彼の主な仕事は、街角にあるようなジャズ喫茶で演奏することです。
そうした演奏に加えて、自宅や商店街にある音楽教室でピアノレッスンの講師をしています。
収入は決して高くありませんが、彼は自分の生活をエンジョイしているように見えます。
それでも、たまに個人的な友人である私にちょっと愚痴をこぼします。
「昔とくらべて、音楽を聞きに来る人は少なくなった。
お客さんがゼロの時も結構あるんだよ。」
ピアニストはいわば自営業なので、自分で自分を売り込まなければなりません。
最近は結婚式場が増えていますので、そうした新しい結婚式場が出来ては足を運んで名刺を渡しているそうです。

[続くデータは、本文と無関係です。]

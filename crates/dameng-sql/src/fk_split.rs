//! Textual foreign-key pre-splitter for CREATE TABLE.
//!
//! DM rejects foreign keys declared inside the CREATE body the way
//! MySQL dumps emit them, so before parsing, any line containing
//! `CONSTRAINT` or `FOREIGN KEY` (case-insensitively) is lifted out of
//! the statement. The converter later wraps each retained line into an
//! `alter table ... add ...;` follow-up.
//!
//! This is a line-based pass by construction: it assumes dump-style
//! formatting where each constraint sits on its own line. Constraints
//! that share a line with a column definition are left for the parser
//! to skip.

use crate::parser::strip_leading_comments;

/// Split foreign-key and constraint lines out of a CREATE TABLE
/// statement. Returns the cleaned statement and the lifted lines,
/// trimmed of indentation and any trailing comma. Non-CREATE statements
/// pass through untouched.
pub fn split_foreign_keys(sql: &str) -> (String, Vec<String>) {
    let trimmed = strip_leading_comments(sql);
    let first_word: String = trimmed
        .chars()
        .skip_while(|c| !c.is_alphabetic())
        .take_while(|c| c.is_alphabetic())
        .collect();
    if !first_word.eq_ignore_ascii_case("create") {
        return (sql.to_string(), Vec::new());
    }

    let mut kept: Vec<String> = Vec::new();
    let mut fks: Vec<String> = Vec::new();
    for line in sql.split('\n') {
        let upper = line.to_ascii_uppercase();
        if upper.contains("CONSTRAINT") || upper.contains("FOREIGN KEY") {
            let fk = line.trim();
            let fk = fk.strip_suffix(',').unwrap_or(fk).trim_end();
            fks.push(fk.to_string());
        } else {
            kept.push(line.to_string());
        }
    }

    if fks.is_empty() {
        return (sql.to_string(), Vec::new());
    }

    // the last remaining column line may now carry a dangling comma
    if kept.len() >= 2 {
        let idx = kept.len() - 2;
        let stripped = kept[idx].trim_end().trim_end_matches(',').to_string();
        kept[idx] = stripped;
    }

    (kept.join("\n"), fks)
}
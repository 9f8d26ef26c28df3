//! dameng-sql - MySQL to DM (Dameng) SQL translation library
//!
//! This library translates statements written in MySQL dialect into SQL
//! acceptable to DM, an Oracle-compatible engine, re-indexing bound
//! parameters along the way.
//!
//! # Architecture
//!
//! The translation is a pipeline:
//! 1. **Classifier** - sniffs the leading keyword to pick a statement kind
//! 2. **FK splitter** - lifts CREATE TABLE constraints into follow-ups
//! 3. **Tokenizer / Parser** - builds a MySQL AST from the text
//! 4. **Rewriter** - rebuilds the AST with DM semantics
//!    (`INSERT ... ON DUPLICATE KEY UPDATE` to `MERGE`, `AUTO_INCREMENT`
//!    to `IDENTITY`, `USE` to `SET SCHEMA`, ...)
//! 5. **Re-binder** - renumbers `:vN` placeholders and permutes the
//!    caller's argument vector to match
//! 6. **Generator** - renders the target AST, then applies the final
//!    character substitutions (backticks, zero dates, escaped quotes)
//!
//! # Example
//!
//! ```
//! use dameng_sql::{CatalogHints, Converter};
//!
//! let hints = CatalogHints::default()
//!     .with_unique_index("notice_status_new", "indexs", ["conversation", "user_id"]);
//! let converter = Converter::new(hints);
//!
//! let result = converter
//!     .convert(
//!         "INSERT INTO notice_status_new(conversation, user_id, valid) \
//!          VALUES (157, 88897133, 1) ON DUPLICATE KEY UPDATE valid = 1",
//!         &[],
//!     )
//!     .unwrap();
//! assert!(result.outputs[0].starts_with("merge into notice_status_new t using"));
//! ```

pub mod batch;
pub mod catalog;
pub mod converter;
pub mod error;
pub mod expressions;
pub mod fk_split;
pub mod generator;
pub mod parser;
pub mod tokens;
pub mod transforms;

pub use catalog::CatalogHints;
pub use converter::{BindValue, Conversion, Converter};
pub use error::{Error, Result};
pub use expressions::{Expr, Statement};
pub use generator::Generator;
pub use parser::{parse, preview, StatementKind};
pub use tokens::{Token, TokenType, Tokenizer};

/// Translate a single statement with no catalog hints and no arguments.
///
/// Equivalent to `Converter::default().convert(sql, &[])`. Rewrites that
/// need catalog knowledge (merge upgrades, auto-increment stripping)
/// are disabled without hints; everything else applies.
pub fn convert(sql: &str) -> Result<Conversion> {
    Converter::default().convert(sql, &[])
}
#[cfg(test)]
mod tests {
    use super::*;

    fn tokenize(sql: &str) -> Vec<Token> {
        Tokenizer::new().tokenize(sql).expect("tokenize failed")
    }

    #[test]
    fn test_basic_select() {
        let tokens = tokenize("select a, b from t where a = 1");
        let types: Vec<TokenType> = tokens.iter().map(|t| t.token_type).collect();
        assert_eq!(
            types,
            vec![
                TokenType::Identifier,
                TokenType::Identifier,
                TokenType::Comma,
                TokenType::Identifier,
                TokenType::Identifier,
                TokenType::Identifier,
                TokenType::Identifier,
                TokenType::Identifier,
                TokenType::Eq,
                TokenType::Number,
            ]
        );
    }

    #[test]
    fn test_backtick_identifier() {
        let tokens = tokenize("`live_channel`");
        assert_eq!(tokens[0].token_type, TokenType::QuotedIdentifier);
        assert_eq!(tokens[0].text, "live_channel");
    }

    #[test]
    fn test_string_keeps_raw_escapes() {
        let tokens = tokenize(r"'it\'s'");
        assert_eq!(tokens[0].token_type, TokenType::String);
        assert_eq!(tokens[0].text, r"it\'s");
    }

    #[test]
    fn test_doubled_quote_kept_raw() {
        let tokens = tokenize("'it''s'");
        assert_eq!(tokens[0].text, "it''s");
    }

    #[test]
    fn test_placeholders() {
        let tokens = tokenize("? :v3 :name");
        assert!(tokens.iter().all(|t| t.token_type == TokenType::Placeholder));
        assert_eq!(tokens[0].text, "?");
        assert_eq!(tokens[1].text, ":v3");
        assert_eq!(tokens[2].text, ":name");
    }

    #[test]
    fn test_operators() {
        let tokens = tokenize("<= >= != <> <=> << >>");
        let types: Vec<TokenType> = tokens.iter().map(|t| t.token_type).collect();
        assert_eq!(
            types,
            vec![
                TokenType::Lte,
                TokenType::Gte,
                TokenType::Neq,
                TokenType::Neq,
                TokenType::NullSafeEq,
                TokenType::ShiftLeft,
                TokenType::ShiftRight,
            ]
        );
    }

    #[test]
    fn test_comments_attach_to_next_token() {
        let tokens = tokenize("insert /* keep me */ into t");
        assert_eq!(tokens[1].text, "into");
        assert_eq!(tokens[1].comments, vec!["/* keep me */".to_string()]);
    }

    #[test]
    fn test_line_comments_skipped() {
        let tokens = tokenize("-- leading\nselect 1 # trailing");
        assert_eq!(tokens.len(), 2);
        assert!(tokens[0].is_keyword("select"));
    }

    #[test]
    fn test_unterminated_string() {
        let err = Tokenizer::new().tokenize("'oops").unwrap_err();
        assert!(err.to_string().contains("Unterminated"));
    }

    #[test]
    fn test_spans_are_byte_offsets() {
        let sql = "select `名字` from t";
        let tokens = tokenize(sql);
        let from = &tokens[2];
        assert!(from.is_keyword("from"));
        assert_eq!(&sql[from.span.start..from.span.end], "from");
    }

    #[test]
    fn test_numbers() {
        let tokens = tokenize("1 1.5 0x1f 1693815665867");
        assert_eq!(tokens[0].token_type, TokenType::Number);
        assert_eq!(tokens[1].token_type, TokenType::Number);
        assert_eq!(tokens[2].token_type, TokenType::HexNumber);
        assert_eq!(tokens[3].text, "1693815665867");
    }
}
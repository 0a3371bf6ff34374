//! Simulated 6-axis motion sensor.
//!
//! Produces a device at rest: gravity along +Z plus bounded uniform noise on
//! every axis. The noise source is seeded, so two sensors built from the same
//! config produce the same stream. A fault can be injected on a chosen read
//! to exercise the escalation path without hardware.

use rand::rngs::StdRng;
use rand::{Rng, SeedableRng};
use tracing::{debug, info, warn};

use super::SensorDriver;
use crate::error::{Error, Result};
use crate::sample::SensorSample;

/// Standard gravity, m/s².
const GRAVITY: f32 = 9.81;

/// Configuration for [`SimulatedSensor`].
#[derive(Debug, Clone, PartialEq)]
pub struct SimulatedSensorConfig {
    /// Seed for the noise generator.
    pub seed: u64,
    /// Peak noise added to each component. Must be finite and non-negative;
    /// [`SensorDriver::initialize`] rejects anything else and reads treat it
    /// as zero.
    pub noise: f32,
    /// 1-based read on which `ax` is reported as NaN.
    pub fault_at_read: Option<u64>,
}

impl Default for SimulatedSensorConfig {
    fn default() -> Self {
        Self {
            seed: 0x5EED,
            noise: 0.05,
            fault_at_read: None,
        }
    }
}

/// A seeded stand-in for a real IMU.
#[derive(Debug)]
pub struct SimulatedSensor {
    config: SimulatedSensorConfig,
    rng: StdRng,
    reads: u64,
}

impl SimulatedSensor {
    /// Create a simulated sensor.
    #[must_use]
    pub fn new(config: SimulatedSensorConfig) -> Self {
        let rng = StdRng::seed_from_u64(config.seed);
        Self {
            config,
            rng,
            reads: 0,
        }
    }

    /// Number of reads served so far.
    #[must_use]
    pub fn reads(&self) -> u64 {
        self.reads
    }

    fn noise_is_valid(&self) -> bool {
        self.config.noise.is_finite() && self.config.noise >= 0.0
    }

    fn jitter(&mut self) -> f32 {
        let noise = self.config.noise;
        if !self.noise_is_valid() || noise <= 0.0 {
            return 0.0;
        }
        self.rng.gen_range(-noise..=noise)
    }
}

impl Default for SimulatedSensor {
    fn default() -> Self {
        Self::new(SimulatedSensorConfig::default())
    }
}

#[async_trait::async_trait]
impl SensorDriver for SimulatedSensor {
    fn name(&self) -> &'static str {
        "simulated"
    }

    async fn initialize(&mut self) -> Result<()> {
        if !self.noise_is_valid() {
            return Err(Error::sensor_init(
                self.name(),
                format!(
                    "noise must be finite and non-negative, got {}",
                    self.config.noise
                ),
            ));
        }
        info!(
            seed = self.config.seed,
            noise = self.config.noise,
            "[OK] Simulated motion sensor ready"
        );
        if let Some(read) = self.config.fault_at_read {
            warn!(read, "Fault injection armed");
        }
        Ok(())
    }

    async fn read(&mut self) -> SensorSample {
        self.reads += 1;

        let accel = [self.jitter(), self.jitter(), GRAVITY + self.jitter()];
        let gyro = [self.jitter(), self.jitter(), self.jitter()];
        let mut sample = SensorSample::new(accel, gyro);

        if self.config.fault_at_read == Some(self.reads) {
            debug!(read = self.reads, "Injecting NaN on ax");
            sample.accel[0] = f32::NAN;
        }

        sample
    }
}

そんな姿を見ていると、好きな事を仕事にするのは大変なことなんだな、と思うと同時に少し羨ましくも思います。
私もたまに彼の演奏を聞きに行きます。
彼の奏でる音楽は決して派手な音楽ではないのですが、一つ一つの音を慈しむような演奏を聞かせてくれます。
研ぎ澄まされた、無駄のない職人の技術のようにも感じます。
そして、彼の演奏を聞いた後の帰り道は、少し満たされたような気持ちになります。
これからも、街角で素敵な音を奏で続けて欲しいと思います。